Джорджо Агамбен полагает, что европейский бюргер «окончательно потерял свои жесты» в конце XIX столетия[48]. В это время быстро выходят из строя ритуальные и поведенческие распорядки движений. При этом тики и апраксии в меньшей степени свидетельствуют о всеобщей потере контроля над телом, а скорее являются симптомами того, что Агамбен называет «катастрофой жеста». Конвульсивные спазмы и автоматическая моторика делают видимым это расстройство, и в первую очередь это касается символической системы выразительных движений. В подобных дистониях проявляется современный кризис как поведенческих автоматизмов, так и соматической фигуративности.

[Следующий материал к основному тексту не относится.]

//! Ledger ports: position and custody accounts, and the liquidation price view.
//!
//! These are the primary integration points with the perpetuals program.
//! Implementations own connection setup, account decoding and address
//! derivation; the application layer only sees domain types.

use async_trait::async_trait;
use rust_decimal::Decimal;
use tokio::sync::{mpsc, watch};

use crate::domain::{
    Custody, CustodyAddress, Position, PositionAddress, PositionSnapshot, PositionUpdate,
};
use crate::error::Error;

/// Handle that keeps a live subscription open.
///
/// Dropping the handle ends the subscription as well; [`unsubscribe`](Self::unsubscribe)
/// makes it explicit.
#[derive(Debug)]
pub struct SubscriptionHandle {
    stop: watch::Sender<bool>,
}

impl SubscriptionHandle {
    /// Create a handle and the receiver the subscription task watches.
    #[must_use]
    pub fn channel() -> (Self, watch::Receiver<bool>) {
        let (stop, rx) = watch::channel(false);
        (Self { stop }, rx)
    }

    /// End the subscription.
    pub fn unsubscribe(self) {
        let _ = self.stop.send(true);
    }
}

/// A live stream of position mutations.
#[derive(Debug)]
pub struct PositionSubscription {
    /// Mutations in delivery order. Closed when the subscription ends.
    pub updates: mpsc::Receiver<PositionUpdate>,
    pub handle: SubscriptionHandle,
}

/// Source of position accounts.
#[async_trait]
pub trait PositionSource: Send + Sync {
    /// Load every position account, tagged with a cursor slot.
    async fn load_all_positions(&self) -> Result<PositionSnapshot, Error>;

    /// Subscribe to mutations of position accounts.
    ///
    /// Returns once the subscription is established; updates delivered after
    /// that point are buffered in the returned channel.
    async fn subscribe_positions(&self) -> Result<PositionSubscription, Error>;
}

/// Source of custody accounts.
#[async_trait]
pub trait CustodySource: Send + Sync {
    /// Load every custody account.
    async fn load_all_custodies(&self) -> Result<Vec<(CustodyAddress, Custody)>, Error>;

    /// Fetch one custody account. `Ok(None)` means it does not exist.
    async fn fetch_custody(&self, address: &CustodyAddress) -> Result<Option<Custody>, Error>;
}

/// Read-only view call computing a position's liquidation price.
#[async_trait]
pub trait LiquidationPriceView: Send + Sync {
    /// Compute the liquidation price, or `None` if the ledger reports none.
    async fn liquidation_price(
        &self,
        address: &PositionAddress,
        position: &Position,
        custody: &Custody,
    ) -> Result<Option<Decimal>, Error>;
}
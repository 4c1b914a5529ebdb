//! Liquidation price bookkeeping and executor input.
//!
//! Each position carries a [`LiquidationPriceEntry`]: the last accepted
//! liquidation price and the [`Generation`] of the computation currently in
//! flight. A computation's outcome is committed only when its generation is
//! still the one in flight, so the most recently *issued* computation wins
//! regardless of the order computations complete in.
//!
//! The entry also keeps the position state the latest computation was issued
//! for. A fresh price only applies to that exact state; any other copy of the
//! position is treated as not yet computed.

use std::fmt;

use rust_decimal::Decimal;

use super::custody::Custody;
use super::id::PositionAddress;
use super::position::Position;

/// Per-position computation counter.
///
/// Strictly increasing for a given position; zero means nothing was ever issued.
#[derive(Debug, Clone, Copy, Default, PartialEq, Eq, PartialOrd, Ord, Hash)]
pub struct Generation(u64);

impl Generation {
    /// The generation of an entry that has never issued a computation.
    pub const ZERO: Self = Self(0);

    #[must_use]
    pub const fn new(value: u64) -> Self {
        Self(value)
    }

    #[must_use]
    pub const fn value(self) -> u64 {
        self.0
    }

    #[must_use]
    const fn next(self) -> Self {
        Self(self.0 + 1)
    }
}

impl fmt::Display for Generation {
    fn fmt(&self, f: &mut fmt::Formatter<'_>) -> fmt::Result {
        write!(f, "{}", self.0)
    }
}

/// Observable state of a liquidation price entry.
#[derive(Debug, Clone, Copy, PartialEq, Eq)]
pub enum EntryState {
    /// No computation was ever issued.
    Uncomputed,
    /// A computation is in flight.
    Pending,
    /// The latest issued computation produced a price.
    Fresh,
    /// The latest issued computation failed or produced no price.
    Failed,
}

/// What a liquidation price computation produced.
#[derive(Debug, Clone, PartialEq, Eq)]
pub enum ComputationOutcome {
    /// The view call returned a price.
    Computed(Decimal),
    /// The view call returned no price.
    NoPrice,
    /// The position's custody does not exist on the ledger.
    UnknownCustody,
    /// The view call (or custody fetch) failed after retries.
    Failed(String),
}

/// Result of committing an outcome against an entry.
#[derive(Debug, Clone, Copy, PartialEq, Eq)]
pub enum CommitResult {
    /// Outcome accepted; the entry now holds a fresh price.
    Fresh,
    /// Outcome accepted; the entry is failed.
    Failed,
    /// A newer computation was issued since; the outcome was discarded.
    Superseded,
}

/// Cached liquidation price of one position.
#[derive(Debug, Clone, Default, PartialEq, Eq)]
pub struct LiquidationPriceEntry {
    price: Option<Decimal>,
    in_flight: Option<Generation>,
    last_issued: Generation,
    basis: Option<Position>,
}

impl LiquidationPriceEntry {
    #[must_use]
    pub fn new() -> Self {
        Self::default()
    }

    /// An entry whose first computation is numbered after `generation`.
    ///
    /// Used when an address is tracked again after being dropped, so results
    /// of computations issued before the drop can never match.
    #[must_use]
    pub fn starting_after(generation: Generation) -> Self {
        Self {
            last_issued: generation,
            ..Self::default()
        }
    }

    /// Issue a new computation for `basis`, superseding any in flight.
    pub fn issue(&mut self, basis: Position) -> Generation {
        self.last_issued = self.last_issued.next();
        self.in_flight = Some(self.last_issued);
        self.basis = Some(basis);
        self.last_issued
    }

    /// Commit a computation outcome tagged with the generation it was issued under.
    pub fn commit(&mut self, generation: Generation, outcome: &ComputationOutcome) -> CommitResult {
        if self.in_flight != Some(generation) {
            return CommitResult::Superseded;
        }
        self.in_flight = None;
        match outcome {
            ComputationOutcome::Computed(price) => {
                self.price = Some(*price);
                CommitResult::Fresh
            }
            ComputationOutcome::NoPrice
            | ComputationOutcome::UnknownCustody
            | ComputationOutcome::Failed(_) => {
                self.price = None;
                CommitResult::Failed
            }
        }
    }

    #[must_use]
    pub fn state(&self) -> EntryState {
        if self.in_flight.is_some() {
            EntryState::Pending
        } else if self.price.is_some() {
            EntryState::Fresh
        } else if self.basis.is_none() {
            EntryState::Uncomputed
        } else {
            EntryState::Failed
        }
    }

    /// The liquidation price, only while the entry is fresh.
    #[must_use]
    pub fn fresh_price(&self) -> Option<Decimal> {
        match self.state() {
            EntryState::Fresh => self.price,
            _ => None,
        }
    }

    /// The liquidation price, only while the entry is fresh and was computed
    /// for exactly `position`.
    #[must_use]
    pub fn fresh_price_for(&self, position: &Position) -> Option<Decimal> {
        self.fresh_price().filter(|_| self.basis.as_ref() == Some(position))
    }

    /// Position state the latest computation was issued for.
    #[must_use]
    pub const fn basis(&self) -> Option<&Position> {
        self.basis.as_ref()
    }

    /// Generation of the latest issued computation.
    #[must_use]
    pub const fn last_issued(&self) -> Generation {
        self.last_issued
    }

    /// Generation of the computation in flight, if any.
    #[must_use]
    pub const fn in_flight(&self) -> Option<Generation> {
        self.in_flight
    }

    /// Last successfully computed price, regardless of state.
    #[must_use]
    pub const fn last_price(&self) -> Option<Decimal> {
        self.price
    }
}

/// Everything the executor needs to attempt one liquidation.
#[derive(Debug, Clone)]
pub struct LiquidationTarget {
    pub address: PositionAddress,
    pub position: Position,
    pub custody: Custody,
}
//! Position mirror types.
//!
//! Positions are owned by the ledger. This crate only holds a read-only copy,
//! replaced wholesale on snapshot load and patched per address as
//! subscription updates arrive.

use rust_decimal::Decimal;
use serde::{Deserialize, Serialize};

use super::id::{CustodyAddress, PoolAddress, PositionAddress, WalletAddress};

/// Direction of a leveraged position.
#[derive(Debug, Clone, Copy, PartialEq, Eq, Hash, Serialize, Deserialize)]
#[serde(rename_all = "lowercase")]
pub enum Side {
    /// Profits when the mark price rises.
    Long,
    /// Profits when the mark price falls.
    Short,
}

impl Side {
    /// Whether a position on this side has crossed its liquidation threshold.
    ///
    /// A long is liquidatable once the mark price has fallen to or below its
    /// liquidation price; a short once the mark price has risen to or above it.
    #[must_use]
    pub fn is_liquidatable(self, liquidation_price: Decimal, mark_price: Decimal) -> bool {
        match self {
            Self::Long => liquidation_price >= mark_price,
            Self::Short => liquidation_price <= mark_price,
        }
    }

    #[must_use]
    pub const fn as_str(self) -> &'static str {
        match self {
            Self::Long => "long",
            Self::Short => "short",
        }
    }
}

impl std::fmt::Display for Side {
    fn fmt(&self, f: &mut std::fmt::Formatter<'_>) -> std::fmt::Result {
        f.write_str(self.as_str())
    }
}

/// A leveraged exposure record as mirrored from the ledger.
///
/// Only `custody` and `side` are interpreted by the agent. The amount fields
/// are carried as raw ledger integers for logging and for the view call.
#[derive(Debug, Clone, PartialEq, Eq)]
pub struct Position {
    /// Wallet that owns the position and receives the settlement.
    pub owner: WalletAddress,
    /// Pool the position was opened against.
    pub pool: PoolAddress,
    /// Custody holding the position's collateral.
    pub custody: CustodyAddress,
    /// Long or short.
    pub side: Side,
    /// Entry price, in the ledger's fixed-point price units.
    pub price: u64,
    /// Notional size in USD units.
    pub size_usd: u64,
    /// Collateral value in USD units.
    pub collateral_usd: u64,
    /// Collateral amount in custody token units.
    pub collateral_amount: u64,
    /// Unix timestamp the position was opened.
    pub open_time: i64,
    /// Unix timestamp of the last on-ledger update.
    pub update_time: i64,
}

/// One subscription delivery for a position account.
#[derive(Debug, Clone)]
pub struct PositionUpdate {
    pub address: PositionAddress,
    pub position: Position,
    /// Ledger slot the mutation was observed at.
    pub slot: u64,
}

/// Result of a bulk position load.
#[derive(Debug, Clone, Default)]
pub struct PositionSnapshot {
    /// Cursor: no mutation at or after this slot is guaranteed to be reflected.
    pub slot: u64,
    pub positions: Vec<(PositionAddress, Position)>,
}

#[cfg(test)]
mod tests {
    use super::*;
    use rust_decimal_macros::dec;

    #[test]
    fn long_liquidatable_when_mark_at_or_below_threshold() {
        assert!(!Side::Long.is_liquidatable(dec!(90), dec!(100)));
        assert!(Side::Long.is_liquidatable(dec!(90), dec!(90)));
        assert!(Side::Long.is_liquidatable(dec!(90), dec!(89)));
    }

    #[test]
    fn short_liquidatable_when_mark_at_or_above_threshold() {
        assert!(!Side::Short.is_liquidatable(dec!(110), dec!(100)));
        assert!(Side::Short.is_liquidatable(dec!(110), dec!(110)));
        assert!(Side::Short.is_liquidatable(dec!(110), dec!(111.5)));
    }

    #[test]
    fn side_serializes_lowercase() {
        assert_eq!(serde_json::to_string(&Side::Short).unwrap(), "\"short\"");
        assert_eq!(Side::Long.to_string(), "long");
    }
}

В противоположность или, возможно, в дополнение к этому развоплощению жеста в неуправляемый вывих, в нервозное подергивание начинается эстетическая борьба со стоящими под угрозой вымирания выразительными жестами. На первом плане она затрагивает прежде всего немые искусства танец, раннее кино, а также живопись и пластику. О том, как немое кино порождает новую жестовую культуру, можно узнать из сохранившихся впечатлений о пребывании Маринетти в Москве и Петербурге в 1914 году. Бенедикт Лившиц не без труда подводит гротескный стиль поведения Маринетти под понятие жеста и характеризует его как вид кинематографической кинетики:
Жестикуляция не совсем подходящее слово для этой молниеносной быстроты движений, сменявших одно другое, как в фильме, искусственно ускоренном перепившимся механиком. Точно демонстрируя на собственном примере возможности новой динамики, Маринетти двоился, выбрасывая в стороны руки, ноги, ударяя головой, сверкая белками, скаля зубы, глотая воду стакан за стаканом, не останавливаясь ни на секунду, чтобы перевести дыхание[49].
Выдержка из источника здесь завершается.